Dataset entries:
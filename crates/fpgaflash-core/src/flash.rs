//! Flash command driver
//!
//! Implements the SPI flash command set on top of the bridge, in two
//! interchangeable wire shapes: the byte-at-a-time transaction engine and
//! the bulk fast path. Both produce the same logical effect; the fast path
//! collapses hundreds of serial round trips into one frame.
//!
//! Completion contract: `erase_sector` waits for the chip itself;
//! `program_page_bytewise` does not, so its callers follow up with
//! `wait_ready`. The bulk program path gets completion signaling from the
//! bridge's acknowledgement pair instead.

use std::time::{Duration, Instant};

use crate::bridge::Bridge;
use crate::error::{Error, Result};
use crate::spi::{self, opcodes, Status, PAGE_SIZE};
use crate::transport::Transport;

/// JEDEC ID of the one chip this tool programs (Macronix MX25 series)
pub const JEDEC_ID: [u8; 3] = [0xC2, 0x20, 0x12];

/// Wire shape used for page-sized transfers
#[derive(Clone, Copy, Debug, Default, PartialEq, Eq)]
pub enum TransferPath {
    /// One bridge round trip per SPI byte
    ByteWise,
    /// One bulk frame per page
    #[default]
    Bulk,
}

/// Read the chip's 3-byte JEDEC ID
pub fn read_jedec_id<T: Transport>(bridge: &mut Bridge<T>) -> Result<[u8; 3]> {
    let id = bridge.transact(opcodes::RDID, &[], 3)?;
    Ok([id[0], id[1], id[2]])
}

/// Read the ID and fail unless the expected chip is present
///
/// Run once per session before any destructive command.
pub fn verify_id<T: Transport>(bridge: &mut Bridge<T>) -> Result<[u8; 3]> {
    let found = read_jedec_id(bridge)?;
    if found != JEDEC_ID {
        return Err(Error::IdMismatch {
            expected: JEDEC_ID,
            found,
        });
    }
    log::debug!(
        "Chip ID {:02x} {:02x} {:02x} verified",
        found[0],
        found[1],
        found[2]
    );
    Ok(found)
}

/// Read the status register
pub fn read_status<T: Transport>(bridge: &mut Bridge<T>) -> Result<Status> {
    let back = bridge.transact(opcodes::RDSR, &[], 1)?;
    Ok(Status::from_byte(back[0]))
}

/// Read the status register and compare the two observed bits
fn status_matches<T: Transport>(
    bridge: &mut Bridge<T>,
    expect_wel: bool,
    expect_wip: bool,
) -> Result<(bool, Status)> {
    let status = read_status(bridge)?;
    let matches =
        status.write_enabled() == expect_wel && status.write_in_progress() == expect_wip;
    Ok((matches, status))
}

/// Read the status register and fail unless both observed bits match
pub fn expect_status<T: Transport>(
    bridge: &mut Bridge<T>,
    expect_wel: bool,
    expect_wip: bool,
) -> Result<()> {
    let (matches, status) = status_matches(bridge, expect_wel, expect_wip)?;
    if !matches {
        return Err(Error::UnexpectedStatus {
            status: status.bits(),
            expect_wel,
            expect_wip,
        });
    }
    Ok(())
}

/// Set the write-enable latch and verify it actually took effect
///
/// The chip silently ignores erase/program commands without the latch, so
/// proceeding on an unverified latch risks silently losing data.
pub fn write_enable<T: Transport>(bridge: &mut Bridge<T>) -> Result<()> {
    bridge.transact(opcodes::WREN, &[], 0)?;
    expect_status(bridge, true, false)
}

/// Clear the write-enable latch
pub fn write_disable<T: Transport>(bridge: &mut Bridge<T>) -> Result<()> {
    bridge.transact(opcodes::WRDI, &[], 0)?;
    // Best-effort confirmation that the latch cleared.
    let status = read_status(bridge)?;
    if status.write_enabled() {
        log::warn!("WEL still set after write disable (status 0x{:02X})", status.bits());
    }
    Ok(())
}

/// Wait until the chip reports its erase/program finished
///
/// Unbounded busy-poll by design: erase/program duration varies by chip and
/// completion is signaled only through the status register. A caller that
/// needs to regain control can pass a `budget`; expiry fails with
/// `WaitDeadline` and the flash should be treated as indeterminate.
pub fn wait_ready<T: Transport>(bridge: &mut Bridge<T>, budget: Option<Duration>) -> Result<()> {
    let deadline = budget.map(|d| Instant::now() + d);
    loop {
        let (busy, _) = status_matches(bridge, true, true)?;
        if !busy {
            break;
        }
        if let Some(deadline) = deadline {
            if Instant::now() >= deadline {
                return Err(Error::WaitDeadline);
            }
        }
    }
    // The latch self-clears when the operation completes.
    expect_status(bridge, false, false)
}

/// Read one page through the byte-wise transaction engine
pub fn read_page_bytewise<T: Transport>(
    bridge: &mut Bridge<T>,
    addr: u32,
) -> Result<[u8; PAGE_SIZE]> {
    let addr_bytes = spi::encode_address(addr)?;
    let data = bridge.transact(opcodes::READ, &addr_bytes, PAGE_SIZE)?;
    data.try_into().map_err(|data: Vec<u8>| Error::ShortRead {
        expected: PAGE_SIZE,
        got: data.len(),
    })
}

/// Read one page through the bulk fast path
pub fn read_page_fast<T: Transport>(bridge: &mut Bridge<T>, addr: u32) -> Result<[u8; PAGE_SIZE]> {
    let addr_bytes = spi::encode_address(addr)?;
    bridge.bulk_read_page(opcodes::READ, addr_bytes)
}

/// Read one page through the selected path
pub fn read_page<T: Transport>(
    bridge: &mut Bridge<T>,
    addr: u32,
    path: TransferPath,
) -> Result<[u8; PAGE_SIZE]> {
    match path {
        TransferPath::ByteWise => read_page_bytewise(bridge, addr),
        TransferPath::Bulk => read_page_fast(bridge, addr),
    }
}

/// Program one page through the byte-wise transaction engine
///
/// Does not wait for completion; the caller calls `wait_ready` before the
/// next destructive command.
pub fn program_page_bytewise<T: Transport>(
    bridge: &mut Bridge<T>,
    addr: u32,
    data: &[u8; PAGE_SIZE],
) -> Result<()> {
    let addr_bytes = spi::encode_address(addr)?;
    write_enable(bridge)?;
    let mut args = Vec::with_capacity(3 + PAGE_SIZE);
    args.extend_from_slice(&addr_bytes);
    args.extend_from_slice(data);
    bridge.transact(opcodes::PP, &args, 0)?;
    Ok(())
}

/// Program one page through the bulk fast path
///
/// The bridge waits for the chip itself and acknowledges completion, so no
/// status polling follows.
pub fn program_page_fast<T: Transport>(
    bridge: &mut Bridge<T>,
    addr: u32,
    data: &[u8; PAGE_SIZE],
) -> Result<()> {
    let addr_bytes = spi::encode_address(addr)?;
    write_enable(bridge)?;
    bridge.bulk_program(opcodes::PP, addr_bytes, data)
}

/// Program one page through the selected path, honoring its completion
/// contract
///
/// `wait_budget` bounds the byte-wise completion poll; the bulk path gets
/// completion from the bridge's acknowledgement pair and ignores it.
pub fn program_page<T: Transport>(
    bridge: &mut Bridge<T>,
    addr: u32,
    data: &[u8; PAGE_SIZE],
    path: TransferPath,
    wait_budget: Option<Duration>,
) -> Result<()> {
    match path {
        TransferPath::ByteWise => {
            program_page_bytewise(bridge, addr, data)?;
            wait_ready(bridge, wait_budget)
        }
        TransferPath::Bulk => program_page_fast(bridge, addr, data),
    }
}

/// Erase the 4 KiB sector containing `addr` and wait for completion
///
/// The address is expected to be sector-aligned by the caller's iteration;
/// the chip erases the whole containing sector either way.
pub fn erase_sector<T: Transport>(
    bridge: &mut Bridge<T>,
    addr: u32,
    wait_budget: Option<Duration>,
) -> Result<()> {
    let addr_bytes = spi::encode_address(addr)?;
    write_enable(bridge)?;
    bridge.transact(opcodes::SE, &addr_bytes, 0)?;
    wait_ready(bridge, wait_budget)
}

#[cfg(test)]
mod tests {
    use super::*;
    use crate::bridge::wire;
    use crate::testutil::ScriptedTransport;

    fn bridge(responses: &[u8]) -> Bridge<ScriptedTransport> {
        Bridge::new(ScriptedTransport::with_responses(responses))
    }

    #[test]
    fn verify_id_accepts_expected_chip() {
        // One discarded response for the command exchange, then the ID.
        let mut b = bridge(&[0x00, 0xC2, 0x20, 0x12]);
        assert_eq!(verify_id(&mut b).unwrap(), JEDEC_ID);
    }

    #[test]
    fn verify_id_rejects_one_bit_off() {
        let mut b = bridge(&[0x00, 0xC2, 0x20, 0x13]);
        let err = verify_id(&mut b).unwrap_err();
        assert!(matches!(
            err,
            Error::IdMismatch {
                found: [0xC2, 0x20, 0x13],
                ..
            }
        ));
    }

    #[test]
    fn write_enable_verifies_latch() {
        // WREN exchange, then a status read returning WEL set.
        let mut b = bridge(&[0x00, 0x00, 0x02]);
        write_enable(&mut b).unwrap();
    }

    #[test]
    fn write_enable_fails_if_latch_missing() {
        let mut b = bridge(&[0x00, 0x00, 0x00]);
        let err = write_enable(&mut b).unwrap_err();
        assert!(matches!(
            err,
            Error::UnexpectedStatus {
                status: 0x00,
                expect_wel: true,
                expect_wip: false,
            }
        ));
    }

    #[test]
    fn write_disable_is_best_effort() {
        // WRDI exchange, then the confirming status read shows WEL clear.
        let mut b = bridge(&[0x00, 0x00, 0x00]);
        write_disable(&mut b).unwrap();

        // A stuck latch is logged, not fatal.
        let mut b = bridge(&[0x00, 0x00, 0x02]);
        write_disable(&mut b).unwrap();
    }

    #[test]
    fn wait_ready_polls_until_wip_clears() {
        // Two busy polls (0x03), then idle, then the confirming read.
        let mut b = bridge(&[0, 0x03, 0, 0x03, 0, 0x00, 0, 0x00]);
        wait_ready(&mut b, None).unwrap();
    }

    #[test]
    fn wait_ready_requires_latch_to_self_clear() {
        // WIP cleared but WEL stuck set: the confirming read must fail.
        let mut b = bridge(&[0, 0x03, 0, 0x02, 0, 0x02]);
        let err = wait_ready(&mut b, None).unwrap_err();
        assert!(matches!(err, Error::UnexpectedStatus { status: 0x02, .. }));
    }

    #[test]
    fn wait_ready_deadline_expires() {
        let mut b = bridge(&[0, 0x03, 0, 0x03]);
        let err = wait_ready(&mut b, Some(Duration::ZERO)).unwrap_err();
        assert!(matches!(err, Error::WaitDeadline));
    }

    #[test]
    fn erase_sector_sequences_enable_command_wait() {
        let mut b = bridge(&[
            0x00, // WREN command exchange
            0x00, 0x02, // status: WEL set
            0x00, 0x00, 0x00, 0x00, // SE command + 3 address bytes
            0x00, 0x03, // busy
            0x00, 0x00, // idle
            0x00, 0x00, // latch self-cleared
        ]);
        erase_sector(&mut b, 0x1000, None).unwrap();

        // The erase transaction carries the sector address big-endian.
        let written = &b.transport.written;
        let pos = written
            .windows(2)
            .position(|w| w == [wire::EXCHANGE, opcodes::SE])
            .unwrap();
        assert_eq!(written[pos + 3], 0x00);
        assert_eq!(written[pos + 5], 0x10);
        assert_eq!(written[pos + 7], 0x00);
    }

    #[test]
    fn program_page_fast_enables_write_first() {
        let mut b = bridge(&[
            0x00, // WREN
            0x00, 0x02, // status: WEL set
            wire::ACK_ACCEPTED,
            wire::ACK_COMPLETE,
        ]);
        let data = [0xA5; PAGE_SIZE];
        program_page(&mut b, 0x2000, &data, TransferPath::Bulk, None).unwrap();

        let written = &b.transport.written;
        let frame = written
            .windows(5)
            .position(|w| w == [wire::FAST_PROGRAM, opcodes::PP, 0x00, 0x20, 0x00])
            .unwrap();
        assert_eq!(written.len() - frame, 5 + PAGE_SIZE);
    }

    #[test]
    fn program_page_bytewise_honors_wait_budget() {
        // WREN, the latch confirmation, the 260-byte program transaction,
        // then a completion poll that stays busy forever.
        let mut responses = vec![0x00, 0x00, 0x02];
        responses.extend(std::iter::repeat(0x00).take(4 + PAGE_SIZE));
        responses.extend_from_slice(&[0x00, 0x03]);
        let mut b = bridge(&responses);
        let err = program_page(
            &mut b,
            0x2000,
            &[0xA5; PAGE_SIZE],
            TransferPath::ByteWise,
            Some(Duration::ZERO),
        )
        .unwrap_err();
        assert!(matches!(err, Error::WaitDeadline));
    }

    #[test]
    fn program_page_rejects_out_of_range_address() {
        let mut b = bridge(&[]);
        let err =
            program_page(&mut b, 0x0100_0000, &[0u8; PAGE_SIZE], TransferPath::Bulk, None)
                .unwrap_err();
        assert!(matches!(err, Error::InvalidAddress(0x0100_0000)));
        // Validation failed before any wire traffic.
        assert!(b.transport.written.is_empty());
    }
}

◆ Exercise description: Repeat the entries above exactly, beginning at their first line and ending with the line that contains "follow up with", with nothing added.

◆ Answer to this task:
filename crates/fpgaflash-core/src/flash.rs
//! Flash command driver
//!
//! Implements the SPI flash command set on top of the bridge, in two
//! interchangeable wire shapes: the byte-at-a-time transaction engine and
//! the bulk fast path. Both produce the same logical effect; the fast path
//! collapses hundreds of serial round trips into one frame.
//!
//! Completion contract: `erase_sector` waits for the chip itself;
//! `program_page_bytewise` does not, so its callers follow up with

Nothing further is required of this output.